A break, vacation, meditation, or Prozac may provide some relief, but those of us who have taken up the call to practice medicine know we must reenter the war. Our patients are soldiers on the battlefield of life, and when we rush to their side, we face the barrage of bullets that caused them to need the very healing that we are offering.
It’s when we feel the sting of suffering on behalf of another that we are reminded of the second crucial fact. We are in need of a physician ourselves. On one level, we need another like ourselves, a healer, to come alongside us and lift us up when we have fallen, but we also need someone greater than ourselves, someone who brings ultimate healing; we need The Great Physician.
I’ve written elsewhere on the shortcomings of our symbols of healing. Chiron, despite all his medical knowledge, was unable to cure his own condition. Asclepius refused to treat many patients, including pregnant patients, slaves, and those he deemed incurable, preferring instead to advocate for a program of eugenics to rid humans of disease. Only Christ exists as the true Wounded Healer, “But he was wounded for our transgressions, he was bruised for our iniquities: the chastisement of our peace was upon him; and with his stripes we are healed” (Isaiah 54:5). Yet, in our fallenness, we fail to recognize this. We point to him and say “physician heal yourself” (Luke 4:23), “come down from the cross” if you can (Mark 15:29-30), and “he saves others but he can’t save himself” (Mark 15:31). All this while he comes as the only one not in need of healing and wounded to heal.
It is an honorable and noble thing to come alongside a fellow provider to offer healing and support, and we approximate our savior by doing this. He condescended to us that we might be given an example of how to serve one another (John 13:15). Yet, we cannot save each other. We need the savior.
The secular medical world responds, “So you are saying the provider who is so stressed by their work that at times they despair of life just needs Jesus?” Indeed. All of the other good things we recommend: rest, vacation, work/life balance, self-care, everything flows from the heart of the Savior towards his people, specifically, and to the world as common grace. Yes, take a break. Yes, take a vacation. Yes, advocate to the administrators to reduce the number of patients seen, but know these efforts do not solve the problem because, as I’ve argued above, the wounding is “baked-in”. It’s in the ethos of the profession, and until we understand that, we will kick against the goads. We are wounded to heal.

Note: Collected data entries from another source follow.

use std::fmt;
use std::sync::Arc;

use indexmap::IndexMap;
use rand::Rng;

use crate::entity::{Entity, EntityId, EntityKind};
use crate::geometry::{Point, Rect};
use crate::inventory::{Counts, Inventory};
use crate::item::{ItemArena, Parent};
use crate::motion::{Motion, Movement};
use crate::process::Process;

/// Side length of the square footprint of every mover.
pub const MOVER_SIZE: f64 = 10.0;

/// Transport state of a [`Mover`]. The states form a fixed cycle.
#[derive(Debug, Clone, Copy, PartialEq, Eq, Hash)]
pub enum MoverState {
    /// Collecting items from the source process.
    Loading,
    /// Heading to the target process.
    TravelingToTarget,
    /// Handing items to the target process.
    Unloading,
    /// Heading back to the source process.
    TravelingToSource,
}

impl MoverState {
    /// The state that follows this one in the cycle.
    pub fn next(self) -> Self {
        match self {
            Self::Loading => Self::TravelingToTarget,
            Self::TravelingToTarget => Self::Unloading,
            Self::Unloading => Self::TravelingToSource,
            Self::TravelingToSource => Self::Loading,
        }
    }
}

impl fmt::Display for MoverState {
    fn fmt(&self, f: &mut fmt::Formatter<'_>) -> fmt::Result {
        match self {
            Self::Loading => write!(f, "loading"),
            Self::TravelingToTarget => write!(f, "traveling to target"),
            Self::Unloading => write!(f, "unloading"),
            Self::TravelingToSource => write!(f, "traveling to source"),
        }
    }
}

/// A state change made by [`Mover::step`].
#[derive(Debug, Clone, Copy, PartialEq, Eq)]
pub struct MoverTransition {
    /// State before the step.
    pub from: MoverState,
    /// State after the step.
    pub to: MoverState,
}

/// A mobile transport agent bound to one source and one target process.
#[derive(Debug, Clone)]
pub struct Mover {
    id: EntityId,
    label: Arc<str>,
    rect: Rect,
    inventory: Inventory,
    source: EntityId,
    target: EntityId,
    capacity: u32,
    motion: Motion,
    state: MoverState,
}

impl Mover {
    /// Create a loading mover whose top-left corner sits at `origin`.
    pub fn new(
        id: impl Into<EntityId>,
        label: impl Into<String>,
        origin: Point,
        source: impl Into<EntityId>,
        target: impl Into<EntityId>,
        capacity: u32,
        motion: Motion,
    ) -> Self {
        Self {
            id: id.into(),
            label: Arc::from(label.into()),
            rect: Rect::new(origin.x, origin.y, MOVER_SIZE, MOVER_SIZE),
            inventory: Inventory::new(),
            source: source.into(),
            target: target.into(),
            capacity,
            motion,
            state: MoverState::Loading,
        }
    }

    /// Current transport state.
    pub fn state(&self) -> MoverState {
        self.state
    }

    /// Process the mover loads from.
    pub fn source(&self) -> &EntityId {
        &self.source
    }

    /// Process the mover unloads at.
    pub fn target(&self) -> &EntityId {
        &self.target
    }

    /// Number of items carried before leaving the source.
    pub fn capacity(&self) -> u32 {
        self.capacity
    }

    /// Movement behaviour.
    pub fn motion(&self) -> &Motion {
        &self.motion
    }

    /// Items currently carried.
    pub fn inventory(&self) -> &Inventory {
        &self.inventory
    }

    /// Advance the transport state machine by one tick.
    ///
    /// A missing source or target leaves the mover where it is.
    pub fn step<R: Rng>(
        &mut self,
        processes: &mut IndexMap<EntityId, Process>,
        items: &mut ItemArena,
        rng: &mut R,
    ) -> Option<MoverTransition> {
        let done = match self.state {
            MoverState::Loading => self.load(processes, items, rng),
            MoverState::TravelingToTarget => {
                let goal = processes.get(&self.target);
                self.travel(goal, rng)
            }
            MoverState::Unloading => self.unload(processes, items, rng),
            MoverState::TravelingToSource => {
                let goal = processes.get(&self.source);
                self.travel(goal, rng)
            }
        };

        if !done {
            return None;
        }
        let from = self.state;
        self.state = from.next();
        Some(MoverTransition {
            from,
            to: self.state,
        })
    }

    fn load<R: Rng>(
        &mut self,
        processes: &mut IndexMap<EntityId, Process>,
        items: &mut ItemArena,
        rng: &mut R,
    ) -> bool {
        let Some(source) = processes.get_mut(&self.source) else {
            return false;
        };
        let Some(category) = source.output_category().map(str::to_owned) else {
            return false;
        };

        // Never ask for more than the remaining room.
        let headroom = self.capacity.saturating_sub(self.inventory.size() as u32);
        if headroom > 0 {
            let loaded = source.get(&Counts::from([(category, headroom)]));
            items.set_parent(&loaded, &Parent::Mover(self.id.clone()), &self.rect, rng);
            self.inventory.put(loaded);
        }
        self.inventory.size() >= self.capacity as usize
    }

    fn travel<R: Rng>(&mut self, goal: Option<&Process>, rng: &mut R) -> bool {
        let Some(goal) = goal else {
            return false;
        };
        self.motion.advance(&mut self.rect, goal.center(), rng);
        goal.contains(&*self)
    }

    fn unload<R: Rng>(
        &mut self,
        processes: &mut IndexMap<EntityId, Process>,
        items: &mut ItemArena,
        rng: &mut R,
    ) -> bool {
        let Some(target) = processes.get_mut(&self.target) else {
            return false;
        };
        let cargo = self.inventory.drain_all();
        let parent = Parent::Process(target.id().clone());
        items.set_parent(&cargo, &parent, target.rect(), rng);
        target.put(cargo);
        self.inventory.is_empty()
    }
}

impl Entity for Mover {
    fn id(&self) -> &EntityId {
        &self.id
    }

    fn type_label(&self) -> &Arc<str> {
        &self.label
    }

    fn kind(&self) -> EntityKind {
        EntityKind::Mover
    }

    fn rect(&self) -> &Rect {
        &self.rect
    }
}

#[cfg(test)]
mod tests {
    use super::*;
    use crate::motion::MotionKind;
    use rand::SeedableRng;
    use rand::rngs::StdRng;

    fn counts(pairs: &[(&str, u32)]) -> Counts {
        pairs.iter().map(|(k, v)| (k.to_string(), *v)).collect()
    }

    /// Source at the origin, target far to the right.
    fn line() -> IndexMap<EntityId, Process> {
        let mut processes = IndexMap::new();
        let source = Process::new(
            "src",
            "mine",
            Rect::new(0.0, 0.0, 40.0, 40.0),
            1,
            Counts::new(),
            counts(&[("ore", 1)]),
        );
        let target = Process::new(
            "dst",
            "smelter",
            Rect::new(200.0, 0.0, 40.0, 40.0),
            1,
            counts(&[("ore", 1)]),
            Counts::new(),
        );
        processes.insert(source.id().clone(), source);
        processes.insert(target.id().clone(), target);
        processes
    }

    fn stock(
        processes: &mut IndexMap<EntityId, Process>,
        items: &mut ItemArena,
        rng: &mut StdRng,
        n: u32,
    ) {
        let source = processes.get_mut(&EntityId::new("src")).unwrap();
        let parent = Parent::Process(source.id().clone());
        let rect = *source.rect();
        let batch = items.spawn(&counts(&[("ore", n)]), &parent, &rect, rng);
        source.put(batch);
    }

    fn cart(capacity: u32) -> Mover {
        Mover::new(
            "m1",
            "cart",
            Point::new(20.0, 20.0),
            "src",
            "dst",
            capacity,
            Motion::new(MotionKind::Steer, 15.0),
        )
    }

    #[test]
    fn state_cycle_order() {
        let mut s = MoverState::Loading;
        let mut seen = vec![s];
        for _ in 0..4 {
            s = s.next();
            seen.push(s);
        }
        assert_eq!(
            seen,
            vec![
                MoverState::Loading,
                MoverState::TravelingToTarget,
                MoverState::Unloading,
                MoverState::TravelingToSource,
                MoverState::Loading,
            ]
        );
    }

    #[test]
    fn loading_waits_for_full_capacity() {
        let mut rng = StdRng::seed_from_u64(4);
        let mut items = ItemArena::new();
        let mut processes = line();
        let mut m = cart(5);

        stock(&mut processes, &mut items, &mut rng, 3);
        assert_eq!(m.step(&mut processes, &mut items, &mut rng), None);
        assert_eq!(m.inventory().size(), 3);
        assert_eq!(m.state(), MoverState::Loading);

        stock(&mut processes, &mut items, &mut rng, 4);
        let t = m.step(&mut processes, &mut items, &mut rng);
        assert_eq!(
            t,
            Some(MoverTransition {
                from: MoverState::Loading,
                to: MoverState::TravelingToTarget,
            })
        );
        // Withdrawal is capped at the remaining headroom.
        assert_eq!(m.inventory().size(), 5);
        assert_eq!(processes[0].inventory().quantity("ore"), 2);
    }

    #[test]
    fn loaded_items_follow_the_mover() {
        let mut rng = StdRng::seed_from_u64(4);
        let mut items = ItemArena::new();
        let mut processes = line();
        let mut m = cart(2);
        stock(&mut processes, &mut items, &mut rng, 2);
        m.step(&mut processes, &mut items, &mut rng);

        for id in m.inventory().iter() {
            let item = items.get(id).unwrap();
            assert_eq!(item.parent(), &Parent::Mover(EntityId::new("m1")));
            assert!(m.rect().contains_point(item.position()));
        }
    }

    #[test]
    fn full_round_trip_visits_every_state_in_order() {
        let mut rng = StdRng::seed_from_u64(21);
        let mut items = ItemArena::new();
        let mut processes = line();
        let mut m = cart(2);
        stock(&mut processes, &mut items, &mut rng, 2);

        let mut transitions = Vec::new();
        for _ in 0..2_000 {
            if let Some(t) = m.step(&mut processes, &mut items, &mut rng) {
                transitions.push(t);
            }
            if transitions.len() == 4 {
                break;
            }
        }

        assert_eq!(transitions.len(), 4, "mover never completed a round trip");
        for t in &transitions {
            assert_eq!(t.to, t.from.next());
        }
        assert_eq!(transitions[3].to, MoverState::Loading);
        assert!(m.inventory().is_empty());
        let target = &processes[1];
        assert_eq!(target.inventory().quantity("ore"), 2);
        for id in target.inventory().iter() {
            assert_eq!(
                items.get(id).unwrap().parent(),
                &Parent::Process(EntityId::new("dst"))
            );
        }
    }

    #[test]
    fn arrival_means_target_contains_mover() {
        let mut rng = StdRng::seed_from_u64(8);
        let mut items = ItemArena::new();
        let mut processes = line();
        let mut m = cart(1);
        stock(&mut processes, &mut items, &mut rng, 1);

        let mut arrived = false;
        for _ in 0..2_000 {
            let t = m.step(&mut processes, &mut items, &mut rng);
            if t.is_some_and(|t| t.to == MoverState::Unloading) {
                arrived = true;
                break;
            }
            assert!(m.state() != MoverState::TravelingToTarget || !processes[1].contains(&m));
        }
        assert!(arrived);
        assert!(processes[1].contains(&m));
        assert!(!processes[0].contains(&m));
    }

    #[test]
    fn source_without_output_keeps_mover_loading() {
        let mut rng = StdRng::seed_from_u64(4);
        let mut items = ItemArena::new();
        let mut processes = line();
        let mut m = Mover::new(
            "m2",
            "cart",
            Point::new(210.0, 10.0),
            "dst",
            "src",
            1,
            Motion::new(MotionKind::Steer, 5.0),
        );
        for _ in 0..5 {
            assert_eq!(m.step(&mut processes, &mut items, &mut rng), None);
        }
        assert_eq!(m.state(), MoverState::Loading);
    }

    #[test]
    fn dangling_reference_is_inert() {
        let mut rng = StdRng::seed_from_u64(4);
        let mut items = ItemArena::new();
        let mut processes = IndexMap::new();
        let mut m = cart(1);
        assert_eq!(m.step(&mut processes, &mut items, &mut rng), None);
        assert_eq!(m.rect().origin(), Point::new(20.0, 20.0));
    }
}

There are days when I shut my laptop after a day of work, and I think, “Can I keep doing this?” In those moments, I don’t need Jamaica, I need Jesus. It’s only when I look to him and see the honored position I take as someone who is wounded on behalf of others, imitating him in his ultimate work of healing, that I am able to press on another day.
As a final note of encouragement, there is strength in your wounding. Long before the philosopher Nietzsche said, “Was mich nicht umbringt, macht mich starker” (what doesn’t kill you makes you stronger), God exhorted us through Paul “When I am weak, then I am strong” (2 Corinthians 12:10). Your hardest days, deepest woundings, and darkest despair are working for you a weight of glory not worthy to compare with our present sufferings (2 Corinthians 4:17). All of it comes to us from the hand of the one who knows our position better than any other and waits to commend us “well done, good and faithful servant” (Matthew 25:21).